#### [Instructions for the task]
Write each line again exactly as it is, from the opening line of the records below through the one containing "use gaste::utils::fmt_vec_output;", and add nothing.

#### [Data listing]
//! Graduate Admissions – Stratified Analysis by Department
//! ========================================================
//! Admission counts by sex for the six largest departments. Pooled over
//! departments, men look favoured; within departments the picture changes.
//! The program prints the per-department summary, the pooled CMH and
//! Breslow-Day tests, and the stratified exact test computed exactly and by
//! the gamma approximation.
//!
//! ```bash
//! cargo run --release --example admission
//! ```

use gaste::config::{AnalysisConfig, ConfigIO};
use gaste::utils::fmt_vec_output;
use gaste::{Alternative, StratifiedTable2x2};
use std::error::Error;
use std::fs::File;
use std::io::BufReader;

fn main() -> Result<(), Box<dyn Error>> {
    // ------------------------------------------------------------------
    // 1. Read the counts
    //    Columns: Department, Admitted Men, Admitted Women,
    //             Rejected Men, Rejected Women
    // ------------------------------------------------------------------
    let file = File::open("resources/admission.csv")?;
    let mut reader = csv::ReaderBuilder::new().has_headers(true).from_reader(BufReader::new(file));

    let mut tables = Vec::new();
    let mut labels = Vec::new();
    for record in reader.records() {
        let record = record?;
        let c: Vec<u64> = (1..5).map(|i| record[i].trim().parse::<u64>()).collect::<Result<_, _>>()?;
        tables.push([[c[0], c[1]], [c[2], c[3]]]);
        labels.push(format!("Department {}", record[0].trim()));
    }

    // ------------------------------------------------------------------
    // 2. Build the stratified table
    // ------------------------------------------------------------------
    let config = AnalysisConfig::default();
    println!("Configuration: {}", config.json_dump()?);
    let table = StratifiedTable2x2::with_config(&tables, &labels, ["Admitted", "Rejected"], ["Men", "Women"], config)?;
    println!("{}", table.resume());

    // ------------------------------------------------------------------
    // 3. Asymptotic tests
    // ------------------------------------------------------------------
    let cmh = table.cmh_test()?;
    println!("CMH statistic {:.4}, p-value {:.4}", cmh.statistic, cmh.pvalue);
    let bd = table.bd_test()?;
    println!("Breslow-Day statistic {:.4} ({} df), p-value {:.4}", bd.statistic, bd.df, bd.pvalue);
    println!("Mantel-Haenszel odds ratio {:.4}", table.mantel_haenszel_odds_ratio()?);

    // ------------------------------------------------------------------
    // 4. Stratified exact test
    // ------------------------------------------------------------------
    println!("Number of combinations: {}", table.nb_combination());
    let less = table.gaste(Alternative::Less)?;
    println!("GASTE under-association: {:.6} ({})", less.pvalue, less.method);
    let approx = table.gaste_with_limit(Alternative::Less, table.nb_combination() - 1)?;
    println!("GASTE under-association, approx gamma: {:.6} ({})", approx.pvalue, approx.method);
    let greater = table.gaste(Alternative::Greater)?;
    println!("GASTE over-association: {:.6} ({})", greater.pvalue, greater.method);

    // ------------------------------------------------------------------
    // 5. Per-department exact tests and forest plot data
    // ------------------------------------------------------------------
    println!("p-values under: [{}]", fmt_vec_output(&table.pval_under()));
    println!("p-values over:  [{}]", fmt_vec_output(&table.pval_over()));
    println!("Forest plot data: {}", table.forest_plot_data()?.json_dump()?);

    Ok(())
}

#### [Result of this exercise]
//! Graduate Admissions – Stratified Analysis by Department
//! ========================================================
//! Admission counts by sex for the six largest departments. Pooled over
//! departments, men look favoured; within departments the picture changes.
//! The program prints the per-department summary, the pooled CMH and
//! Breslow-Day tests, and the stratified exact test computed exactly and by
//! the gamma approximation.
//!
//! ```bash
//! cargo run --release --example admission
//! ```

use gaste::config::{AnalysisConfig, ConfigIO};
use gaste::utils::fmt_vec_output;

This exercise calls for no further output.